Pearl Abyss’ PR and marketing director Will Powers echoed the studio’s stance on continued improvement, saying the team is “continuing to make the game better with all of your feedback,” while thanking players for an “amazing launch week.”

That combination—huge sales, loud complaints, rapid patching—creates a very specific kind of moment. It’s the modern blockbuster reality: a game can be a commercial juggernaut and still feel like it’s in active triage. The question isn’t whether Pearl Abyss can ship content. It’s whether it can stabilize the experience fast enough that the conversation becomes about the world of Pywel—not patch notes.

Patches Are Coming Fast, With QoL, Balance Tweaks, and More

Pearl Abyss has already pushed a “hefty” patch aimed at a wide spread of issues, including bug fixes and quality-of-life changes. One small but telling example: the update introduced new keyboard shortcuts, a practical improvement that signals the team is responding to day-to-day friction, not just headline bugs.

Other changes described in post-launch updates include:

  • A private storage added at Howling Hill Camp, aimed at easing inventory pressure.
  • Bosses and enemies dealing less damage (a notable balance adjustment so early).
  • More Abyss Nexuses added to support fast travel.

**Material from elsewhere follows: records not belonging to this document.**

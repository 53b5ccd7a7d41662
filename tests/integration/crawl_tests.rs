//! End-to-end sieve tests against mock servers
//!
//! The seed page is served by wiremock; its links point back at the same
//! server (plus one closed port), so every stage runs over real HTTP.

use sumi_sieve::config::Config;
use sumi_sieve::crawler::{fetch_page, run_crawl, Crawler, ProbeMode};
use sumi_sieve::url::MatchPolicy;
use sumi_sieve::{FetchError, ProbeOutcome, SieveError};
use wiremock::matchers::{method, path};
use wiremock::{Mock, MockServer, ResponseTemplate};

use crate::{create_test_config, CLOSED_PORT_URL};

/// Seed the page is analyzed as, so the domain token is "example"
const SEED: &str = "https://www.example.com";

const HTML_MIME: &str = "text/html; charset=utf-8";

/// A 200 response whose body is served as `mime`
fn page_of_type(body: &str, mime: &str) -> ResponseTemplate {
    ResponseTemplate::new(200).set_body_raw(body, mime)
}

/// Mounts the seed page and the HEAD routes its links point at
async fn mount_site(server: &MockServer) {
    let uri = server.uri();
    let html = format!(
        r##"<!DOCTYPE html>
<html>
<head><title>Example Domain</title></head>
<body>
    <nav><a href="/example/about">About</a></nav>
    <a href="{uri}/example/about#team">About (again)</a>
    <a href="{uri}/private">Members only</a>
    <a href="{uri}/gone">Old page</a>
    <a href="{closed}">Dead host</a>
    <a href="mailto:team@example.com">Mail</a>
    <a href="javascript:void(0)">Menu</a>
    <a href="#top">Top</a>
</body>
</html>"##,
        uri = uri,
        closed = CLOSED_PORT_URL
    );

    Mock::given(method("GET"))
        .and(path("/"))
        .respond_with(page_of_type(&html, HTML_MIME))
        .mount(server)
        .await;

    Mock::given(method("HEAD"))
        .and(path("/example/about"))
        .respond_with(ResponseTemplate::new(200))
        .mount(server)
        .await;

    Mock::given(method("HEAD"))
        .and(path("/private"))
        .respond_with(ResponseTemplate::new(403))
        .mount(server)
        .await;

    Mock::given(method("HEAD"))
        .and(path("/gone"))
        .respond_with(ResponseTemplate::new(410))
        .mount(server)
        .await;
}

#[tokio::test]
async fn test_fetch_page_extracts_counted_links() {
    let server = MockServer::start().await;
    mount_site(&server).await;

    let client = reqwest::Client::new();
    let page = fetch_page(&client, &server.uri()).await.unwrap();

    let about = format!("{}/example/about", server.uri());
    assert_eq!(page.title.as_deref(), Some("Example Domain"));
    assert_eq!(page.links.len(), 4);
    assert_eq!(page.links.get(&about), Some(&2));
    assert_eq!(page.links.get(CLOSED_PORT_URL), Some(&1));
    assert!(page.links.keys().all(|l| !l.starts_with("mailto:")));
}

#[tokio::test]
async fn test_full_sieve_relaxed() {
    let server = MockServer::start().await;
    mount_site(&server).await;
    let uri = server.uri();

    let crawler = Crawler::new(&create_test_config(ProbeMode::Relaxed)).unwrap();
    let client = reqwest::Client::new();
    let page = fetch_page(&client, &uri).await.unwrap();
    let result = crawler.analyze(SEED, page).await.unwrap();

    let about = format!("{}/example/about", uri);
    let private = format!("{}/private", uri);
    let gone = format!("{}/gone", uri);

    assert_eq!(result.domain_token.as_str(), "example");
    assert_eq!(result.internal_links, vec![about.clone()]);
    assert_eq!(result.external_links.len(), 3);
    assert_eq!(result.occurrences(&about), 2);

    // Every discovered link got exactly one probe outcome
    assert_eq!(result.probe_results.len(), result.total_links());
    assert_eq!(result.outcome(&about), Some(&ProbeOutcome::Status(200)));
    assert_eq!(result.outcome(&private), Some(&ProbeOutcome::Status(403)));
    assert_eq!(result.outcome(&gone), Some(&ProbeOutcome::Status(410)));
    assert!(result.outcome(CLOSED_PORT_URL).unwrap().is_unreachable());

    let mut expected = vec![CLOSED_PORT_URL.to_string(), gone, private];
    expected.sort();
    assert_eq!(result.forbidden_links, expected);
}

#[tokio::test]
async fn test_full_sieve_strict_aborts_on_refused_connection() {
    let server = MockServer::start().await;
    mount_site(&server).await;

    let crawler = Crawler::new(&create_test_config(ProbeMode::Strict)).unwrap();
    let client = reqwest::Client::new();
    let page = fetch_page(&client, &server.uri()).await.unwrap();
    let result = crawler.analyze(SEED, page).await;

    match result {
        Err(SieveError::ProbeTransport { url, .. }) => assert_eq!(url, CLOSED_PORT_URL),
        other => panic!("expected ProbeTransport, got {:?}", other),
    }
}

#[tokio::test]
async fn test_host_label_policy_over_http() {
    let server = MockServer::start().await;
    mount_site(&server).await;

    let mut config = create_test_config(ProbeMode::Relaxed);
    config.classify.match_policy = MatchPolicy::HostLabel;
    let crawler = Crawler::new(&config).unwrap();

    let client = reqwest::Client::new();
    let page = fetch_page(&client, &server.uri()).await.unwrap();
    let result = crawler.analyze(SEED, page).await.unwrap();

    // "/example/about" only matches on the path, so it is external here
    assert!(result.internal_links.is_empty());
    assert_eq!(result.external_links.len(), 4);
}

#[tokio::test]
async fn test_run_fetches_and_probes() {
    let server = MockServer::start().await;
    mount_site(&server).await;

    let crawler = Crawler::new(&create_test_config(ProbeMode::Relaxed)).unwrap();
    let result = crawler.run(&server.uri()).await.unwrap();

    assert_eq!(result.seed_url, server.uri());
    assert_eq!(result.page_title.as_deref(), Some("Example Domain"));
    assert_eq!(result.total_links(), 4);
    assert_eq!(
        result.internal_links.len() + result.external_links.len(),
        result.total_links()
    );
    assert_eq!(result.forbidden_links.len(), 3);
}

#[tokio::test]
async fn test_seed_page_server_error() {
    let server = MockServer::start().await;
    Mock::given(method("GET"))
        .and(path("/"))
        .respond_with(ResponseTemplate::new(500))
        .mount(&server)
        .await;

    let result = run_crawl(&create_test_config(ProbeMode::Relaxed), &server.uri()).await;

    match result {
        Err(SieveError::Fetch(FetchError::Status { status, .. })) => assert_eq!(status, 500),
        other => panic!("expected fetch status error, got {:?}", other),
    }
}

#[tokio::test]
async fn test_seed_page_unreachable() {
    let result = run_crawl(&Config::default(), CLOSED_PORT_URL).await;
    assert!(matches!(
        result,
        Err(SieveError::Fetch(FetchError::Request { .. }))
    ));
}

#[tokio::test]
async fn test_page_without_links() {
    let server = MockServer::start().await;
    let html = "<html><head><title>Empty</title></head><body></body></html>";
    Mock::given(method("GET"))
        .and(path("/"))
        .respond_with(page_of_type(html, "text/html"))
        .mount(&server)
        .await;

    let result = run_crawl(&create_test_config(ProbeMode::Strict), &server.uri())
        .await
        .unwrap();

    assert_eq!(result.total_links(), 0);
    assert!(result.probe_results.is_empty());
    assert!(result.forbidden_links.is_empty());
}

#[tokio::test]
async fn test_seed_page_not_html() {
    let server = MockServer::start().await;
    Mock::given(method("GET"))
        .and(path("/report.pdf"))
        .respond_with(page_of_type("%PDF-1.7", "application/pdf"))
        .mount(&server)
        .await;

    let seed = format!("{}/report.pdf", server.uri());
    let err = run_crawl(&create_test_config(ProbeMode::Relaxed), &seed)
        .await
        .unwrap_err();

    match err {
        SieveError::Fetch(FetchError::ContentMismatch { content_type, .. }) => {
            assert_eq!(content_type, "application/pdf");
        }
        other => panic!("expected content mismatch, got {:?}", other),
    }
}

There’s also an ongoing effort to improve controls, particularly for players using a controller—a crucial priority if PS5 is truly the physical sales engine. And Pearl Abyss is also working on removing several instances of AI-generated assets, which has become a flashpoint issue across the industry and a lightning rod for community trust when it appears in shipped content.

On PC specifically, the game is already showing serious traction: Crimson Desert peaked at 248,530 concurrent players on Steam, a number that puts it in rare company for a single-player action adventure—especially one launching into a crowded release calendar.

As for critical response, the reception has been described as generally favorable, with a 78 Metascore based on 93 critic reviews cited in the current coverage—though with a wide spread in opinions, including praise for exploration, visuals, and combat, and criticism aimed at story, characterization, and side quest quality.

Why This Matters: A Blockbuster Moment—and a Stress Test for Pearl Abyss

Crimson Desert is more than “the new Pearl Abyss game.” It’s a statement release: a single-player RPG/action adventure spin-off from the studio best known for the MMO Black Desert, now proving it can sell at the very top tier of the modern market.

But this is also a stress test. When you sell 3 million copies in days, you don’t just gain momentum—you inherit responsibility at scale. Every rough edge becomes a megaphone issue. Every patch becomes a referendum. And every platform-specific problem (like base PS5 performance or PC launcher issues) becomes part of the game’s identity unless it’s corrected quickly and clearly.

Pearl Abyss appears to understand the stakes. The messaging is direct: they’re listening, they’re patching, and they want the game to be “even more enjoyable.” Now they have to prove it in the only language that matters post-launch: measurable improvements players can feel within minutes of picking up the controller.

What Remains Unknown

A few key details are still unresolved or haven’t been officially clarified:

  • The full roadmap for upcoming fixes beyond the patches already released hasn’t been detailed.
  • Whether certain mount-related features—such as dire wolf and bear mounts becoming permanent, or changes to dragon cooldown timers—will be adjusted remains unconfirmed.
  • The timeline and specifics for further controller control improvements haven’t been fully outlined.
  • The scope and completion target for removing AI-generated assets has not been publicly pinned down.

Crimson Desert is out now on PS5, Xbox Series X|S, and PC (via Steam, Epic Games Store, and also referenced with issues tied to the Xbox App on PC). If Pearl Abyss can match its sales velocity with equally aggressive stabilization, this could be remembered as the rare blockbuster that didn’t just launch big—it stuck the landing after the stumble.